New Kids on the Block perform 2 shows at Mohegan Sun this weekend

DETROIT- The New Kids on the Block were still new kids on the block, relatively speaking, when the teenage heartthrobs hit the Palace of Auburn Hills in Michigan on Dec. 2, 1989, for not one but two sold-out concerts.

New Kids On The Block members, from left, Danny Wood, Jordan Knight, Donnie Wahlberg, Joey McIntyre and Jonathan Knight pose with fans at an 80’s style roller rink party to celebrate their new single, at South Amboy Arena Rollermagic, on Thursday, March 3, 2022, in New Jersey. (Photo by Charles Sykes/Invision/AP)

“Yeah we used to do matinees back then, too,” says New Kid Donnie Wahlberg, who fondly recalls that chilly December day and meeting members of the Bad Boys, including Detroit Pistons coach Chuck Daly, and being pleasantly surprised that they weren’t such bad guys after all (even though they’d disposed of Wahlberg’s Boston Celtics in the Eastern Conference Finals the year prior).

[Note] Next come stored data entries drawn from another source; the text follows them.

//! In-process runner that plays back scripted behaviour per stage.
//!
//! Successful invocations write real artifacts to the object store so later
//! stages find their input by convention: separation writes the four stems
//! (vocals carry [`ScriptedTaskRunner::with_vocals`] bytes), transcription
//! reads the vocals back and writes a transcript, producing the instrumental
//! transcript when they hold too little text.

use std::collections::{HashMap, VecDeque};
use std::sync::atomic::{AtomicUsize, Ordering};
use std::sync::{Arc, Mutex};

use async_trait::async_trait;
use tokio::sync::mpsc;
use unplugd_core::stages::StageKind;
use unplugd_core::transcript::{Segment, Transcript};

use crate::object_store::ObjectStore;
use crate::task::{
    ProducedArtifact, StageError, TaskHandle, TaskMessage, TaskOutcome, TaskRequest, TaskRunner,
    TASK_CHANNEL_CAPACITY,
};

/// Progress milestones reported by a successful scripted invocation.
const PROGRESS_MILESTONES: [(u8, &str); 3] = [
    (5, "Starting"),
    (15, "Loading model"),
    (85, "Uploading results"),
];

/// What one invocation does.
#[derive(Debug, Clone)]
pub enum Script {
    /// Report progress, write the stage's artifacts and succeed.
    Succeed,
    /// Fail with the given error.
    Fail(StageError),
    /// Refuse the submission itself.
    RejectSubmit(StageError),
    /// Report progress and never finish.
    Hang,
    /// Succeed without reporting any artifacts.
    SucceedEmpty,
    /// Succeed reporting exactly these artifacts, writing nothing.
    Report(Vec<ProducedArtifact>),
    /// Write the stage's first artifact, then fail with the given error.
    FailAfterPartialWrite(StageError),
}

pub struct ScriptedTaskRunner {
    objects: Arc<dyn ObjectStore>,
    scripts: Mutex<HashMap<StageKind, VecDeque<Script>>>,
    submissions: Mutex<Vec<TaskRequest>>,
    vocals: Vec<u8>,
    active: Arc<AtomicUsize>,
    max_active: Arc<AtomicUsize>,
}

impl ScriptedTaskRunner {
    /// A runner where every stage succeeds unless scripted otherwise.
    pub fn new(objects: Arc<dyn ObjectStore>) -> Self {
        Self {
            objects,
            scripts: Mutex::new(HashMap::new()),
            submissions: Mutex::new(Vec::new()),
            vocals: b"hello darkness my old friend".to_vec(),
            active: Arc::new(AtomicUsize::new(0)),
            max_active: Arc::new(AtomicUsize::new(0)),
        }
    }

    /// Bytes written as `vocals.wav` (read back as lyrics by transcription).
    pub fn with_vocals(mut self, vocals: impl Into<Vec<u8>>) -> Self {
        self.vocals = vocals.into();
        self
    }

    /// Queue behaviours for successive invocations of `stage`.
    pub fn script(self, stage: StageKind, scripts: impl IntoIterator<Item = Script>) -> Self {
        self.push(stage, scripts);
        self
    }

    /// Queue more scripts for `stage` on a runner that is already shared.
    pub fn push(&self, stage: StageKind, scripts: impl IntoIterator<Item = Script>) {
        self.lock_scripts()
            .entry(stage)
            .or_default()
            .extend(scripts);
    }

    /// Number of submissions seen for `stage`.
    pub fn invocations(&self, stage: StageKind) -> usize {
        self.lock_submissions()
            .iter()
            .filter(|r| r.stage == stage)
            .count()
    }

    pub fn submissions(&self) -> Vec<TaskRequest> {
        self.lock_submissions().clone()
    }

    /// Highest number of invocations that were running at the same time.
    pub fn max_concurrent(&self) -> usize {
        self.max_active.load(Ordering::SeqCst)
    }

    fn lock_scripts(&self) -> std::sync::MutexGuard<'_, HashMap<StageKind, VecDeque<Script>>> {
        self.scripts.lock().unwrap_or_else(|e| e.into_inner())
    }

    fn lock_submissions(&self) -> std::sync::MutexGuard<'_, Vec<TaskRequest>> {
        self.submissions.lock().unwrap_or_else(|e| e.into_inner())
    }

    fn next_script(&self, stage: StageKind) -> Script {
        self.lock_scripts()
            .get_mut(&stage)
            .and_then(VecDeque::pop_front)
            .unwrap_or(Script::Succeed)
    }
}

/// Decrements the active counter when the invocation ends or is aborted.
struct ActiveGuard(Arc<AtomicUsize>);

impl Drop for ActiveGuard {
    fn drop(&mut self) {
        self.0.fetch_sub(1, Ordering::SeqCst);
    }
}

#[async_trait]
impl TaskRunner for ScriptedTaskRunner {
    async fn submit(&self, request: TaskRequest) -> Result<TaskHandle, StageError> {
        self.lock_submissions().push(request.clone());
        let script = self.next_script(request.stage);
        if let Script::RejectSubmit(err) = &script {
            return Err(err.clone());
        }

        let now_active = self.active.fetch_add(1, Ordering::SeqCst) + 1;
        self.max_active.fetch_max(now_active, Ordering::SeqCst);
        let guard = ActiveGuard(Arc::clone(&self.active));

        let (tx, rx) = mpsc::channel(TASK_CHANNEL_CAPACITY);
        let objects = Arc::clone(&self.objects);
        let vocals = self.vocals.clone();

        let worker = tokio::spawn(async move {
            let _guard = guard;
            for (percent, message) in PROGRESS_MILESTONES {
                let _ = tx
                    .send(TaskMessage::Progress {
                        percent,
                        message: message.to_string(),
                    })
                    .await;
                tokio::task::yield_now().await;
            }

            let outcome: TaskOutcome = match script {
                Script::Succeed => write_artifacts(objects.as_ref(), &request, &vocals).await,
                Script::SucceedEmpty => Ok(Vec::new()),
                Script::Fail(err) | Script::RejectSubmit(err) => Err(err),
                Script::Hang => std::future::pending::<TaskOutcome>().await,
                Script::Report(produced) => Ok(produced),
                Script::FailAfterPartialWrite(err) => {
                    write_first_artifact(objects.as_ref(), &request).await.and(Err(err))
                }
            };

            let _ = tx.send(TaskMessage::Finished(outcome)).await;
        });

        Ok(TaskHandle::new(rx, Some(worker.abort_handle())))
    }
}

async fn write_artifacts(
    objects: &dyn ObjectStore,
    request: &TaskRequest,
    vocals: &[u8],
) -> TaskOutcome {
    let mut produced = Vec::new();
    for spec in request.stage.artifacts() {
        let key = format!("{}{}", request.output_prefix, spec.file_name);
        let body = match request.stage {
            StageKind::Separation if spec.name == "vocals" => vocals.to_vec(),
            StageKind::Separation => b"stem".to_vec(),
            StageKind::Transcription => transcribe(objects, request).await?,
        };
        objects
            .put(&request.output_bucket, &key, body)
            .await
            .map_err(|e| StageError::transient(e.to_string()))?;
        produced.push(ProducedArtifact {
            name: spec.name.to_string(),
            key,
        });
    }
    Ok(produced)
}

async fn write_first_artifact(objects: &dyn ObjectStore, request: &TaskRequest) -> Result<(), StageError> {
    if let Some(spec) = request.stage.artifacts().first() {
        let key = format!("{}{}", request.output_prefix, spec.file_name);
        objects
            .put(&request.output_bucket, &key, b"partial".to_vec())
            .await
            .map_err(|e| StageError::transient(e.to_string()))?;
    }
    Ok(())
}

/// Treat the vocals bytes as recognized text.
async fn transcribe(objects: &dyn ObjectStore, request: &TaskRequest) -> Result<Vec<u8>, StageError> {
    let vocals = objects
        .get(&request.input.bucket, &request.input.key)
        .await
        .map_err(|e| StageError::validation(format!("vocals track unavailable: {e}")))?;
    let text = String::from_utf8_lossy(&vocals).to_string();
    let segments = vec![Segment {
        start: 0.0,
        end: 1.0,
        text,
        words: Vec::new(),
    }];
    Transcript::from_segments(Some("en".into()), segments)
        .to_json_bytes()
        .map_err(|e| StageError::task(e.to_string()))
}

It’s now more than 30 years later and the Bad Boys are long gone and so is the Palace, but the New Kids are still hangin’ tough. The Boston boy band has embarked on the latest iteration of their Mixtape Tour, this time featuring fellow ’80s and ’90s hit-makers Salt-N-Pepa, En Vogue and Rickroll king Rick Astley.

The tour stops at the Mohegan Sun Arena for shows on Friday and Saturday nights.

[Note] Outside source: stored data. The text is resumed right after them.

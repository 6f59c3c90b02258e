//! In-process progress bus backed by a `tokio::sync::broadcast` channel.
//!
//! Worker progress is fire-and-forget: publishers never wait for delivery,
//! and a slow subscriber loses the oldest notices rather than applying
//! backpressure to the orchestrator.

use tokio::sync::broadcast;
use unplugd_core::job_events::ProgressEvent;
use unplugd_core::types::OwnerId;

// ---------------------------------------------------------------------------
// ProgressNotice
// ---------------------------------------------------------------------------

/// A progress event addressed to the owner of the job.
#[derive(Debug, Clone)]
pub struct ProgressNotice {
    pub owner_id: OwnerId,
    pub event: ProgressEvent,
}

impl ProgressNotice {
    pub fn new(owner_id: impl Into<OwnerId>, event: ProgressEvent) -> Self {
        Self {
            owner_id: owner_id.into(),
            event,
        }
    }
}

// ---------------------------------------------------------------------------
// EventBus
// ---------------------------------------------------------------------------

/// Default buffer capacity for the broadcast channel.
const DEFAULT_CAPACITY: usize = 1024;

/// In-process fan-out bus for [`ProgressNotice`]s.
///
/// Shared via `Arc<EventBus>` between the orchestrator, the internal progress
/// endpoint and the relay.
pub struct EventBus {
    sender: broadcast::Sender<ProgressNotice>,
}

impl EventBus {
    /// Create a bus with a specific channel capacity.
    ///
    /// When the buffer is full, the oldest un-consumed notices are dropped
    /// and slow receivers will observe a `RecvError::Lagged`.
    pub fn new(capacity: usize) -> Self {
        let (sender, _) = broadcast::channel(capacity);
        Self { sender }
    }

    /// Publish a notice to all current subscribers. Never blocks.
    pub fn publish(&self, notice: ProgressNotice) {
        // A SendError only means there are zero receivers.
        let _ = self.sender.send(notice);
    }

    pub fn subscribe(&self) -> broadcast::Receiver<ProgressNotice> {
        self.sender.subscribe()
    }
}

impl Default for EventBus {
    fn default() -> Self {
        Self::new(DEFAULT_CAPACITY)
    }
}

// ---------------------------------------------------------------------------
// Tests
// ---------------------------------------------------------------------------
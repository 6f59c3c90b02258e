use std::collections::HashMap;

use axum::body::Bytes;
use axum::extract::ws::Message;
use tokio::sync::{mpsc, RwLock};
use unplugd_core::types::{OwnerId, Timestamp};

/// Channel sender half for pushing messages to a WebSocket connection.
pub type WsSender = mpsc::UnboundedSender<Message>;

/// Metadata for a single WebSocket connection.
pub struct WsConnection {
    /// Owner given at the connect handshake.
    pub owner_id: OwnerId,
    /// Channel sender for outbound messages to this connection.
    pub sender: WsSender,
    pub connected_at: Timestamp,
}

/// Tracks the WebSocket connections held by this process.
///
/// Thread-safe via interior `RwLock`; wrap in `Arc` to share.
pub struct WsManager {
    connections: RwLock<HashMap<String, WsConnection>>,
}

impl WsManager {
    pub fn new() -> Self {
        Self {
            connections: RwLock::new(HashMap::new()),
        }
    }

    /// Register a new connection.
    ///
    /// Returns the receiver half of the message channel so the caller can
    /// forward messages to the WebSocket sink.
    pub async fn add(
        &self,
        conn_id: String,
        owner_id: impl Into<OwnerId>,
    ) -> mpsc::UnboundedReceiver<Message> {
        let (tx, rx) = mpsc::unbounded_channel();
        let conn = WsConnection {
            owner_id: owner_id.into(),
            sender: tx,
            connected_at: chrono::Utc::now(),
        };
        self.connections.write().await.insert(conn_id, conn);
        rx
    }

    pub async fn remove(&self, conn_id: &str) {
        self.connections.write().await.remove(conn_id);
    }

    /// Queue a message for one connection.
    ///
    /// Returns `false` if the connection is unknown or its channel is closed.
    pub async fn send(&self, conn_id: &str, message: Message) -> bool {
        match self.connections.read().await.get(conn_id) {
            Some(conn) => conn.sender.send(message).is_ok(),
            None => false,
        }
    }

    /// The owner a connection was opened for, if it is still held.
    pub async fn owner_of(&self, conn_id: &str) -> Option<OwnerId> {
        self.connections
            .read()
            .await
            .get(conn_id)
            .map(|conn| conn.owner_id.clone())
    }

    pub async fn connection_count(&self) -> usize {
        self.connections.read().await.len()
    }

    /// Send a Close frame to every connection, then clear the map.
    pub async fn shutdown_all(&self) {
        let mut conns = self.connections.write().await;
        let count = conns.len();
        for conn in conns.values() {
            let _ = conn.sender.send(Message::Close(None));
        }
        conns.clear();
        tracing::info!(count, "Closed all WebSocket connections");
    }

    /// Send a Ping frame to every connected client.
    pub async fn ping_all(&self) {
        let conns = self.connections.read().await;
        for conn in conns.values() {
            let _ = conn.sender.send(Message::Ping(Bytes::new()));
        }
    }
}

impl Default for WsManager {
    fn default() -> Self {
        Self::new()
    }
}
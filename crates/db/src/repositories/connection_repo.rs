//! Repository for the `connections` table.

use sqlx::PgPool;
use unplugd_core::types::Timestamp;

use crate::models::connection::Connection;

/// Provides CRUD operations for live client connections.
pub struct ConnectionRepo;

impl ConnectionRepo {
    /// Insert or refresh a connection row.
    pub async fn upsert(pool: &PgPool, connection: &Connection) -> Result<(), sqlx::Error> {
        sqlx::query(
            "INSERT INTO connections (connection_id, owner_id, connected_at, expires_at) \
             VALUES ($1, $2, $3, $4) \
             ON CONFLICT (connection_id) DO UPDATE \
             SET owner_id = EXCLUDED.owner_id, \
                 connected_at = EXCLUDED.connected_at, \
                 expires_at = EXCLUDED.expires_at",
        )
        .bind(&connection.connection_id)
        .bind(&connection.owner_id)
        .bind(connection.connected_at)
        .bind(connection.expires_at)
        .execute(pool)
        .await?;
        Ok(())
    }

    /// Delete a connection. Returns `true` if a row was removed.
    pub async fn delete(pool: &PgPool, connection_id: &str) -> Result<bool, sqlx::Error> {
        let result = sqlx::query("DELETE FROM connections WHERE connection_id = $1")
            .bind(connection_id)
            .execute(pool)
            .await?;
        Ok(result.rows_affected() > 0)
    }

    /// IDs of an owner's connections that have not expired.
    pub async fn list_live_ids_by_owner(
        pool: &PgPool,
        owner_id: &str,
    ) -> Result<Vec<String>, sqlx::Error> {
        sqlx::query_scalar::<_, String>(
            "SELECT connection_id FROM connections \
             WHERE owner_id = $1 AND expires_at > NOW() \
             ORDER BY connected_at",
        )
        .bind(owner_id)
        .fetch_all(pool)
        .await
    }

    /// Delete rows whose `expires_at` is at or before `now`. Returns the count.
    pub async fn delete_expired(pool: &PgPool, now: Timestamp) -> Result<u64, sqlx::Error> {
        let result = sqlx::query("DELETE FROM connections WHERE expires_at <= $1")
            .bind(now)
            .execute(pool)
            .await?;
        Ok(result.rows_affected())
    }
}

Playing arenas, then as in now, is a surreal feeling, Wahlberg says.

“It’s a little bit overwhelming if we really stop and think about it,” says Wahlberg, on the phone earlier this year, along with fellow New Kid Jonathan Knight. “And I think as we get older, we definitely take the time to stop and think about it a lot more.”

There’s more…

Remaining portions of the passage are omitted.